## Input data

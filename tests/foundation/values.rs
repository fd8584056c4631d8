//! Integration tests for raw document values
//!
//! Tests accessors, ordering, and the serde mapping used to feed documents
//! to the engine.

use schemalink_foundation::{RawMap, RawValue};

#[test]
fn json_objects_keep_document_order() {
    let value: RawValue = serde_json::from_str(r#"{"zeta": 1, "alpha": 2, "mid": 3}"#).unwrap();
    let keys: Vec<&str> = value.as_map().unwrap().keys().map(String::as_str).collect();
    assert_eq!(keys, vec!["zeta", "alpha", "mid"]);
}

#[test]
fn json_scalars_map_to_variants() {
    let value: RawValue =
        serde_json::from_str(r#"[null, true, 7, 2.5, "s", [], {}]"#).unwrap();
    let items = value.as_list().unwrap();
    assert_eq!(items[0], RawValue::Null);
    assert_eq!(items[1], RawValue::Bool(true));
    assert_eq!(items[2], RawValue::Int(7));
    assert_eq!(items[3], RawValue::Float(2.5));
    assert_eq!(items[4], RawValue::from("s"));
    assert_eq!(items[5], RawValue::List(Vec::new()));
    assert_eq!(items[6], RawValue::Map(RawMap::new()));
}

#[test]
fn serialize_back_to_json() {
    let value: RawValue = [("a", RawValue::Int(1)), ("b", RawValue::from("x"))]
        .into_iter()
        .collect();
    assert_eq!(serde_json::to_string(&value).unwrap(), r#"{"a":1,"b":"x"}"#);
}

#[test]
fn accessors() {
    assert_eq!(RawValue::Int(3).as_int(), Some(3));
    assert_eq!(RawValue::Bool(false).as_bool(), Some(false));
    assert!(RawValue::Null.is_null());
    assert!(RawValue::Float(1.0).is_number());
    assert!(RawValue::from("x").is_scalar());
    assert!(!RawValue::map().is_scalar());
    assert_eq!(RawValue::from("x").type_name(), RawValue::from("y").type_name());
}

#[test]
fn to_list_wraps_scalars() {
    assert_eq!(RawValue::from("A").to_list(), vec![RawValue::from("A")]);
    assert!(RawValue::Null.to_list().is_empty());
}
//! Link properties.

use schemalink_foundation::{Name, Provenance};

use super::atom::fill;
use crate::constraint::ConstraintSet;
use crate::default::DefaultSpec;

/// Attributes of a link property. `None` means "not set here".
#[derive(Clone, Debug, Default, PartialEq)]
pub struct PropertyAttrs {
    /// Title.
    pub title: Option<String>,
    /// Description.
    pub description: Option<String>,
    /// Whether the value is immutable once set.
    pub readonly: Option<bool>,
    /// Default values.
    pub default: Option<Vec<DefaultSpec>>,
}

impl PropertyAttrs {
    /// Fills unset attributes from `base`.
    pub fn inherit(&mut self, base: &PropertyAttrs) {
        fill(&mut self.title, &base.title);
        fill(&mut self.description, &base.description);
        fill(&mut self.readonly, &base.readonly);
        fill(&mut self.default, &base.default);
    }
}

/// A scalar attribute of a link.
#[derive(Clone, Debug)]
pub struct LinkProperty {
    /// Qualified name.
    pub name: Name,
    /// Bases, in declaration order.
    pub bases: Vec<Name>,
    /// Owning link; `None` for generic properties.
    pub source: Option<Name>,
    /// Target atom; `None` for generic properties.
    pub target: Option<Name>,
    /// Attributes as declared.
    pub own: PropertyAttrs,
    /// Attributes after merging.
    pub attrs: PropertyAttrs,
    /// Enforced constraints as declared.
    pub own_constraints: ConstraintSet,
    /// Enforced constraints after merging.
    pub constraints: ConstraintSet,
    /// Abstract constraints as declared.
    pub own_abstract_constraints: ConstraintSet,
    /// Abstract constraints after merging.
    pub abstract_constraints: ConstraintSet,
    /// Created on demand for an undeclared pointer name.
    pub implicit: bool,
    /// Where the property was declared.
    pub provenance: Provenance,
    /// Set once the linearizer has merged this property.
    pub merged: bool,
}

impl LinkProperty {
    /// Creates a generic link property.
    #[must_use]
    pub fn generic(name: Name, provenance: Provenance) -> Self {
        Self {
            name,
            bases: Vec::new(),
            source: None,
            target: None,
            own: PropertyAttrs::default(),
            attrs: PropertyAttrs::default(),
            own_constraints: ConstraintSet::new(),
            constraints: ConstraintSet::new(),
            own_abstract_constraints: ConstraintSet::new(),
            abstract_constraints: ConstraintSet::new(),
            implicit: false,
            provenance,
            merged: false,
        }
    }

    /// Creates the specialization of `pointer` on `link` targeting `target`.
    #[must_use]
    pub fn specialization(link: &Name, pointer: &Name, target: &Name, provenance: Provenance) -> Self {
        let mut prop = Self::generic(Name::specialized(link, pointer, Some(target)), provenance);
        prop.bases = vec![pointer.clone()];
        prop.source = Some(link.clone());
        prop.target = Some(target.clone());
        prop
    }

    /// Sets the bases.
    #[must_use]
    pub fn with_bases(mut self, bases: Vec<Name>) -> Self {
        self.bases = bases;
        self
    }

    /// Sets the declared attributes.
    #[must_use]
    pub fn with_attrs(mut self, attrs: PropertyAttrs) -> Self {
        self.own = attrs;
        self
    }

    /// Returns true for properties without a source.
    #[must_use]
    pub fn is_generic(&self) -> bool {
        self.source.is_none()
    }

    /// The generic property this one specializes, or its own name.
    #[must_use]
    pub fn normal_name(&self) -> &Name {
        match (&self.source, self.bases.first()) {
            (Some(_), Some(base)) => base,
            _ => &self.name,
        }
    }

    /// Returns true if the value is immutable.
    #[must_use]
    pub fn is_readonly(&self) -> bool {
        self.attrs.readonly.unwrap_or(false)
    }
}
//! Integration tests for computables, query defaults, and index expressions

use schemalink_foundation::{ErrorKind, Name};
use schemalink_resolver::LoaderConfig;
use schemalink_schema::DefaultSpec;

use crate::{load, load_with};

fn people(extra_links: &str, computables: &str) -> String {
    format!(
        r#"{{"concepts": {{"Person": {{
            "links": {{"name": "str", "friend": {{"Person": {{"mapping": "**"}}}}{extra_links}}},
            "computables": {{{computables}}}
        }}}}}}"#
    )
}

// =============================================================================
// Computables
// =============================================================================

#[test]
fn computable_infers_a_single_type() {
    let schema = load(&people(
        "",
        r#""reach": "count(self.friend) + count(self.friend.friend)""#,
    ))
    .unwrap();
    let reach = schema.pointer("Person", "reach").unwrap().as_computable().unwrap();
    assert_eq!(reach.target, Some(Name::new("builtins", "int64")));
    assert_eq!(reach.is_atom, Some(true));
    assert_eq!(
        reach.resolved.as_deref(),
        Some("count(self.friend) + count(self.friend.friend)")
    );
    assert_eq!(reach.bases, vec![Name::new("app", "reach")]);
}

#[test]
fn local_computable_only_reads_its_source() {
    let schema = load(&people("", r#""shout": "upper(self.name)""#)).unwrap();
    let shout = schema.pointer("Person", "shout").unwrap().as_computable().unwrap();
    assert!(shout.is_local);
    assert_eq!(shout.target, Some(Name::new("builtins", "str")));

    let generic = schema.index().link(&Name::new("app", "shout")).unwrap();
    assert!(generic.implicit);
    assert_eq!(generic.is_atom, Some(true));
}

#[test]
fn computables_may_build_on_each_other() {
    let schema = load(&people(
        "",
        r#""shout": "upper(self.label)", "label": "lower(self.name)""#,
    ))
    .unwrap();
    let shout = schema.pointer("Person", "shout").unwrap().as_computable().unwrap();
    assert_eq!(shout.target, Some(Name::new("builtins", "str")));
}

#[test]
fn computable_with_two_columns_is_ambiguous() {
    let err = load(&people("", r#""pair": "self.name, self.friend""#)).unwrap_err();
    assert!(matches!(err.kind, ErrorKind::AmbiguousResult { .. }));
}

#[test]
fn link_computable_must_be_scalar() {
    let err = load(
        r#"{
            "links": {"knows": {"computables": {"anyone": "Person"}}},
            "concepts": {"Person": {}}
        }"#,
    )
    .unwrap_err();
    assert!(matches!(err.kind, ErrorKind::NonScalarComputable { .. }));
}

#[test]
fn syntax_errors_carry_an_offset() {
    let err = load(&people("", r#""broken": "self.name +""#)).unwrap_err();
    let ErrorKind::Expression {
        expression, offset, ..
    } = &err.kind
    else {
        panic!("expected an expression error, got {err}");
    };
    assert_eq!(expression, "self.name +");
    assert_eq!(*offset, Some(11));
}

#[test]
fn unknown_pointer_in_computable_fails() {
    let err = load(&people("", r#""bad": "self.nickname""#)).unwrap_err();
    assert!(matches!(err.kind, ErrorKind::Expression { .. }));
}

// =============================================================================
// Query Defaults
// =============================================================================

#[test]
fn query_default_must_match_target() {
    let err = load(&people(
        r#", "title": {"str": {"default": {"query": "1 + 2"}}}"#,
        "",
    ))
    .unwrap_err();
    let ErrorKind::DefaultTypeMismatch { expected, actual, .. } = &err.kind else {
        panic!("expected a default type mismatch, got {err}");
    };
    assert_eq!(expected, "builtins.str");
    assert_eq!(actual, "builtins.int64");
}

#[test]
fn object_query_default_needs_a_multi_target_mapping() {
    let err = load(&people(
        r#", "best": {"Person": {"mapping": "11", "default": {"query": "Person"}}}"#,
        "",
    ))
    .unwrap_err();
    assert!(matches!(err.kind, ErrorKind::IncompatibleDefaultMapping { .. }));

    let schema = load(&people(
        r#", "best": {"Person": {"mapping": "**", "default": {"query": "Person"}}}"#,
        "",
    ))
    .unwrap();
    let best = schema.pointer("Person", "best").unwrap().as_link().unwrap();
    let defaults = best.attrs.default.as_deref().unwrap();
    assert_eq!(
        defaults,
        [DefaultSpec::Query {
            text: "Person".to_string(),
            resolved: Some("app::Person".to_string()),
        }]
    );
}

#[test]
fn literal_defaults_are_not_type_checked() {
    let schema = load(&people(r#", "rank": {"int64": {"default": 5}}"#, "")).unwrap();
    let rank = schema.pointer("Person", "rank").unwrap().as_link().unwrap();
    assert_eq!(rank.attrs.default.as_ref().map(Vec::len), Some(1));
}

// =============================================================================
// Indexes
// =============================================================================

#[test]
fn index_expressions_are_canonicalized() {
    let schema = load(
        r#"{"concepts": {"Person": {"links": {"name": "str"}, "indexes": ["lower(self.name)"]}}}"#,
    )
    .unwrap();
    let person = schema.concept("Person").unwrap();
    assert_eq!(person.indexes.len(), 1);
    assert_eq!(person.indexes[0].resolved.as_deref(), Some("lower(self.name)"));
}

#[test]
fn non_atomic_index_is_rejected_unless_lenient() {
    let module = people("", "").replace(
        r#""computables""#,
        r#""indexes": ["self.friend"], "computables""#,
    );
    let err = load(&module).unwrap_err();
    assert!(matches!(err.kind, ErrorKind::NonAtomicIndex { .. }));

    assert!(load_with(LoaderConfig::lenient(), &module).is_ok());
}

## What is being asked
From the data, pick out every line that includes "resolved".

## Response box
        reach.resolved.as_deref(),
            resolved: Some("app::Person".to_string()),
    assert_eq!(person.indexes[0].resolved.as_deref(), Some("lower(self.name)"));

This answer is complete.